Project Euler 52: Find the smallest positive integer, x, such that 2x, 3x, 4x, 5x, and 6x, contain the same digits in some order
Problem Description
It can be seen that the number, 125874, and its double, 251748, contain exactly the same digits, but in a different order.
Find the smallest positive integer, x, such that 2x, 3x, 4x, 5x, and 6x, contain the same digits.
Analysis
This is a rehash of an old high school problem on repeating digits:
1/7 = 0.142857 142857 142857 ...
2/7 = 0.285714 285714 285714 ...
3/7 = 0.428571 428571 428571 ...
4/7 = 0.571428 571428 571428 ...
5/7 = 0.714285 714285 714285 ...
6/7 = 0.857142 857142 857142 ...
I’m sure you get the idea without giving away the answer.
As for our programmatic solution: an assumption that the digits didn’t have to be unique, I set the number of digits less one as our starting bound and search sequentially by sorting the digits within each number and comparing for multiples 1, 2, 3, 4, 5 and 6.
We can begin our search with a 5 digit multiple of 9, such as 99999, because the result has at least 6 digits.
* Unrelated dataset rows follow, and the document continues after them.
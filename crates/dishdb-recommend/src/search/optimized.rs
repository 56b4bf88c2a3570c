//! Breadth-first search that takes at most one dish per store.
//!
//! States are expanded in FIFO order. Each state may branch into "take the
//! current dish" (if it fits and its store is not yet represented) and always
//! branches into "skip it". Expansion stops once enough complete
//! combinations were collected.

use std::collections::VecDeque;

use rust_decimal::Decimal;

use super::{
    cheapest_completion, is_degenerate, prefix_sums, rank, store_ids, Combination,
    CombinationSearch, RankOrder, Strategy,
};
use crate::flatten::FlatDish;

/// Completed combinations collected per requested result before stopping.
pub const OPTIMIZED_RESULT_FACTOR: usize = 10;

/// Expanded states after which the search stops and returns what it has.
pub const OPTIMIZED_STATE_LIMIT: usize = 1_000_000;

#[derive(Debug, Clone)]
pub struct OptimizedSearch {
    state_limit: usize,
}

impl Default for OptimizedSearch {
    fn default() -> Self {
        Self {
            state_limit: OPTIMIZED_STATE_LIMIT,
        }
    }
}

impl OptimizedSearch {
    #[must_use]
    pub fn with_state_limit(state_limit: usize) -> Self {
        Self { state_limit }
    }
}

struct PartialState {
    index: usize,
    remaining_budget: Decimal,
    remaining_plates: usize,
    partial: Vec<usize>,
    visited_stores: Vec<usize>,
}

impl CombinationSearch for OptimizedSearch {
    fn strategy(&self) -> Strategy {
        Strategy::Optimized
    }

    fn search<'a>(
        &mut self,
        dishes: &[FlatDish<'a>],
        budget: Decimal,
        num_plates: usize,
        max_results: usize,
    ) -> Vec<Combination<'a>> {
        if is_degenerate(budget, num_plates, max_results) {
            return Vec::new();
        }

        let n = dishes.len();
        let sums = prefix_sums(dishes);
        let stores = store_ids(dishes);
        let cap = max_results.saturating_mul(OPTIMIZED_RESULT_FACTOR);

        let mut completed: Vec<Vec<usize>> = Vec::new();
        let mut expanded = 0usize;
        let mut queue = VecDeque::from([PartialState {
            index: 0,
            remaining_budget: budget,
            remaining_plates: num_plates,
            partial: Vec::with_capacity(num_plates),
            visited_stores: Vec::with_capacity(num_plates),
        }]);

        while completed.len() < cap {
            let Some(state) = queue.pop_front() else {
                break;
            };

            if state.remaining_plates == 0 {
                completed.push(state.partial);
                continue;
            }
            if state.index >= n || state.remaining_budget <= Decimal::ZERO {
                continue;
            }
            // Ignoring the store rule, the cheapest completion is a lower bound.
            let reachable = cheapest_completion(&sums, state.index, state.remaining_plates)
                .is_some_and(|cheapest| cheapest <= state.remaining_budget);
            if !reachable {
                continue;
            }

            expanded += 1;
            if expanded > self.state_limit {
                tracing::debug!(expanded, "optimized search hit its state limit");
                break;
            }

            let current = &dishes[state.index];
            let store = stores[state.index];
            if current.price <= state.remaining_budget && !state.visited_stores.contains(&store) {
                let mut partial = state.partial.clone();
                partial.push(state.index);
                let mut visited_stores = state.visited_stores.clone();
                visited_stores.push(store);
                queue.push_back(PartialState {
                    index: state.index + 1,
                    remaining_budget: state.remaining_budget - current.price,
                    remaining_plates: state.remaining_plates - 1,
                    partial,
                    visited_stores,
                });
            }

            queue.push_back(PartialState {
                index: state.index + 1,
                ..state
            });
        }

        tracing::debug!(
            dishes = n,
            expanded,
            completed = completed.len(),
            "optimized search finished"
        );

        let combinations = completed
            .into_iter()
            .map(|picked| Combination::new(picked.into_iter().map(|i| dishes[i]).collect()))
            .collect();

        rank(
            combinations,
            budget,
            RankOrder::StoreDiversityFirst,
            max_results,
        )
    }
}
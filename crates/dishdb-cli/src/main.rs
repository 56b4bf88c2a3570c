mod recommend;
mod stats;
mod stores;

use std::path::PathBuf;

use clap::{Parser, Subcommand};
use dishdb_core::{AppConfig, CatalogStore};
use dishdb_recommend::Strategy;
use tracing_subscriber::EnvFilter;

use crate::stores::StoresCommands;

#[derive(Debug, Parser)]
#[command(name = "dishdb-cli")]
#[command(about = "Budget dish recommendations over a scraped restaurant catalog")]
struct Cli {
    /// Catalog directory; overrides `DISHDB_DATA_DIR`
    #[arg(long, global = true)]
    data_dir: Option<PathBuf>,
    #[command(subcommand)]
    command: Option<Commands>,
}

#[derive(Debug, Subcommand)]
enum Commands {
    /// Find dish combinations that fit a budget
    Recommend {
        /// Total budget, e.g. "300 MAD" or 300
        #[arg(long)]
        budget: String,
        /// Number of dishes per combination
        #[arg(long)]
        plates: usize,
        /// Search strategy: exact, optimized or greedy
        #[arg(long, default_value_t = Strategy::Optimized)]
        algorithm: Strategy,
        /// Maximum combinations to show (defaults to `DISHDB_DEFAULT_MAX_RESULTS`)
        #[arg(long)]
        max: Option<usize>,
        /// Seed for the greedy strategy
        #[arg(long)]
        seed: Option<u64>,
        /// Print the raw JSON result instead of a summary
        #[arg(long)]
        json: bool,
    },
    /// Price distribution across the catalog
    Stats {
        #[arg(long)]
        json: bool,
    },
    /// Inspect and maintain the store catalog
    Stores {
        #[command(subcommand)]
        command: StoresCommands,
    },
}

fn main() -> anyhow::Result<()> {
    // Parse first so `--help` and usage errors never depend on the environment.
    let cli = Cli::parse();

    let config = dishdb_core::load_app_config()?;
    let env_filter = EnvFilter::try_from_default_env()
        .or_else(|_| EnvFilter::try_new(config.log_level.clone()))?;
    tracing_subscriber::fmt()
        .with_env_filter(env_filter)
        .with_writer(std::io::stderr)
        .init();

    run(cli, &config)
}

fn run(cli: Cli, config: &AppConfig) -> anyhow::Result<()> {
    let catalog = CatalogStore::new(cli.data_dir.unwrap_or_else(|| config.data_dir.clone()));

    match cli.command {
        Some(Commands::Recommend {
            budget,
            plates,
            algorithm,
            max,
            seed,
            json,
        }) => {
            let args = recommend::RecommendArgs {
                budget,
                plates,
                algorithm,
                max_results: max.unwrap_or(config.default_max_results),
                seed,
                json,
            };
            recommend::run_recommend(&catalog, &args)?;
        }
        Some(Commands::Stats { json }) => stats::run_stats(&catalog, json)?,
        Some(Commands::Stores { command }) => stores::run_stores(&catalog, command)?,
        None => println!("dishdb-cli: run with --help to list commands"),
    }

    Ok(())
}
//! `recommend` command: run one search against the catalog and print it.

use anyhow::Context;
use dishdb_core::CatalogStore;
use dishdb_recommend::{
    format_price, recommend, validate_request, RecommendationOutcome, RecommendationRequest,
    RecommendationResult, Strategy,
};

#[derive(Debug)]
pub(crate) struct RecommendArgs {
    pub budget: String,
    pub plates: usize,
    pub algorithm: Strategy,
    pub max_results: usize,
    pub seed: Option<u64>,
    pub json: bool,
}

/// Validates the request, searches the catalog and prints the result.
///
/// # Errors
///
/// Returns an error if the request is invalid, the catalog cannot be read or
/// is empty.
pub(crate) fn run_recommend(catalog: &CatalogStore, args: &RecommendArgs) -> anyhow::Result<()> {
    let request = RecommendationRequest::new(args.budget.clone(), args.plates)
        .with_strategy(args.algorithm)
        .with_max_results(args.max_results)
        .with_seed(args.seed);
    validate_request(&request)?;

    let stores = catalog
        .load()
        .with_context(|| format!("reading {}", catalog.catalog_path().display()))?;
    if stores.is_empty() {
        anyhow::bail!(
            "no stores in {}; run `stores import` first",
            catalog.catalog_path().display()
        );
    }

    let result = recommend(&stores, &request);
    if args.json {
        println!("{}", serde_json::to_string_pretty(&result)?);
    } else {
        print!("{}", render_result(&result));
    }
    Ok(())
}

/// Human-readable summary followed by one block per combination.
pub(crate) fn render_result(result: &RecommendationResult) -> String {
    let mut lines = vec![format!(
        "Budget: {} | plates: {} | algorithm: {} | {} ms",
        result.budget, result.num_plates, result.strategy, result.processing_time_ms
    )];

    match &result.outcome {
        RecommendationOutcome::NoCombinations {
            message,
            suggestions,
        } => {
            lines.push(message.clone());
            lines.extend(suggestions.iter().map(|s| format!("  - {s}")));
        }
        RecommendationOutcome::Found {
            summary,
            recommendations,
        } => {
            lines.push(format!(
                "Found {} combination(s); {} per plate; residual {} to {}; {} stores, {} dishes considered",
                summary.total_combinations_found,
                format_price(summary.average_price_per_plate),
                format_price(summary.min_residual),
                format_price(summary.max_residual),
                summary.stores_count,
                summary.total_dishes_considered,
            ));
            for (rank, rec) in recommendations.iter().enumerate() {
                lines.push(String::new());
                lines.push(format!(
                    "#{:<3}total {}  residual {}",
                    rank + 1,
                    rec.total_price,
                    rec.residual
                ));
                for plate in &rec.plates {
                    lines.push(format!("    {}", plate.store_name));
                    for group in &plate.products {
                        let dishes: Vec<String> = group
                            .dishes
                            .iter()
                            .map(|d| format!("{} ({})", d.dish.title, d.price_formatted))
                            .collect();
                        lines.push(format!("      {}: {}", group.category, dishes.join(", ")));
                    }
                }
            }
        }
    }

    let mut out = lines.join("\n");
    out.push('\n');
    out
}
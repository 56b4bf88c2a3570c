//! Projection of the nested store → category → dish catalog into a flat,
//! priced list the search strategies can index into.

use dishdb_core::{Dish, Store};
use rust_decimal::Decimal;

use crate::price::parse_price;

/// One dish of the catalog together with where it came from and its parsed price.
///
/// Borrows from the catalog snapshot; produced fresh for every search.
#[derive(Debug, Clone, Copy)]
pub struct FlatDish<'a> {
    pub store: &'a Store,
    pub category: &'a str,
    pub dish: &'a Dish,
    pub price: Decimal,
}

impl FlatDish<'_> {
    /// Store identity used when a strategy needs to tell stores apart.
    #[must_use]
    pub fn store_key(&self) -> String {
        self.store.name.to_lowercase()
    }
}

/// Flattens the catalog in traversal order, keeping only dishes priced in
/// `(0, budget]`. A non-positive budget yields nothing.
#[must_use]
pub fn flatten_catalog(stores: &[Store], budget: Decimal) -> Vec<FlatDish<'_>> {
    if budget <= Decimal::ZERO {
        return Vec::new();
    }

    let mut flat = Vec::new();
    for store in stores {
        for category in &store.categories {
            for dish in &category.dishes {
                let price = parse_price(&dish.price);
                if price > Decimal::ZERO && price <= budget {
                    flat.push(FlatDish {
                        store,
                        category: &category.name,
                        dish,
                        price,
                    });
                }
            }
        }
    }
    flat
}

/// Stable ascending sort by price.
pub fn sort_by_price(dishes: &mut [FlatDish<'_>]) {
    dishes.sort_by(|a, b| a.price.cmp(&b.price));
}

/// Groups entries per store, stores in first-seen order, each group sorted
/// ascending by price. Stores with no entries do not appear.
#[must_use]
pub fn group_by_store<'a>(dishes: &[FlatDish<'a>]) -> Vec<Vec<FlatDish<'a>>> {
    let mut keys: Vec<String> = Vec::new();
    let mut groups: Vec<Vec<FlatDish<'a>>> = Vec::new();

    for entry in dishes {
        let key = entry.store_key();
        match keys.iter().position(|k| *k == key) {
            Some(idx) => groups[idx].push(*entry),
            None => {
                keys.push(key);
                groups.push(vec![*entry]);
            }
        }
    }

    for group in &mut groups {
        sort_by_price(group);
    }
    groups
}

/// Every dish in the catalog, priced or not.
#[must_use]
pub fn count_dishes(stores: &[Store]) -> usize {
    stores.iter().map(Store::dish_count).sum()
}

#[cfg(test)]
mod tests {
    use std::str::FromStr;

    use super::*;
    use crate::search::test_support::{catalog_store, dish};

    #[test]
    fn keeps_only_dishes_within_budget() {
        let stores = vec![catalog_store(
            "Snack",
            vec![(
                "Menu",
                vec![
                    ("Free sauce", "0,00 MAD"),
                    ("Sandwich", "30,00 MAD"),
                    ("Family box", "250,00 MAD"),
                    ("No price", ""),
                    ("Exact budget", "100 MAD"),
                ],
            )],
        )];

        let flat = flatten_catalog(&stores, Decimal::from(100));
        let titles: Vec<&str> = flat.iter().map(|f| f.dish.title.as_str()).collect();
        assert_eq!(titles, vec!["Sandwich", "Exact budget"]);
        assert!(flat
            .iter()
            .all(|f| f.price > Decimal::ZERO && f.price <= Decimal::from(100)));
    }

    #[test]
    fn preserves_traversal_order_across_stores_and_categories() {
        let stores = vec![
            catalog_store(
                "A",
                vec![
                    ("Mains", vec![("A1", "50 MAD")]),
                    ("Drinks", vec![("A2", "10 MAD")]),
                ],
            ),
            catalog_store("B", vec![("Mains", vec![("B1", "20 MAD")])]),
        ];
        let flat = flatten_catalog(&stores, Decimal::from(1000));
        let order: Vec<(&str, &str, &str)> = flat
            .iter()
            .map(|f| (f.store.name.as_str(), f.category, f.dish.title.as_str()))
            .collect();
        assert_eq!(
            order,
            vec![("A", "Mains", "A1"), ("A", "Drinks", "A2"), ("B", "Mains", "B1")]
        );
    }

    #[test]
    fn non_positive_budget_yields_nothing() {
        let stores = vec![catalog_store("A", vec![("Mains", vec![("A1", "50 MAD")])])];
        assert!(flatten_catalog(&stores, Decimal::ZERO).is_empty());
        assert!(flatten_catalog(&stores, Decimal::from(-5)).is_empty());
    }

    #[test]
    fn sort_by_price_is_stable() {
        let stores = vec![catalog_store(
            "A",
            vec![(
                "Mains",
                vec![("first", "20 MAD"), ("cheap", "5 MAD"), ("second", "20 MAD")],
            )],
        )];
        let mut flat = flatten_catalog(&stores, Decimal::from(100));
        sort_by_price(&mut flat);
        let titles: Vec<&str> = flat.iter().map(|f| f.dish.title.as_str()).collect();
        assert_eq!(titles, vec!["cheap", "first", "second"]);
    }

    #[test]
    fn group_by_store_merges_case_variants_and_sorts_groups() {
        let mut upper = catalog_store("PIZZA", vec![("Pizzas", vec![("Reine", "69 MAD")])]);
        upper.categories[0].dishes.push(dish("Margherita", "59 MAD"));
        let stores = vec![
            upper,
            catalog_store("Sushi", vec![("Makis", vec![("Maki", "39 MAD")])]),
            catalog_store("pizza", vec![("Desserts", vec![("Tiramisu", "35 MAD")])]),
        ];
        let flat = flatten_catalog(&stores, Decimal::from(100));
        let groups = group_by_store(&flat);

        assert_eq!(groups.len(), 2);
        let prices: Vec<Decimal> = groups[0].iter().map(|f| f.price).collect();
        assert_eq!(
            prices,
            vec![
                Decimal::from_str("35").unwrap(),
                Decimal::from_str("59").unwrap(),
                Decimal::from_str("69").unwrap()
            ]
        );
        assert_eq!(groups[1][0].store.name, "Sushi");
    }

    #[test]
    fn count_dishes_includes_unpriced() {
        let stores = vec![
            catalog_store("A", vec![("Mains", vec![("A1", "50 MAD"), ("A2", "")])]),
            catalog_store("B", vec![]),
        ];
        assert_eq!(count_dishes(&stores), 2);
    }
}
Also, because any number and its permutation always differ by a multiple of 9 (ex., (45121-11542)/9 = 3731) we can increment by 9 instead of 1.
Project Euler 52 Solution
Runs < 0.015 seconds in Python 2.7.Use this link to get the Project Euler 52 Solution Python 2.7 source.
Afterthoughts
- The next one found was 1428570
How can we say that the result must contain at least 6 digits?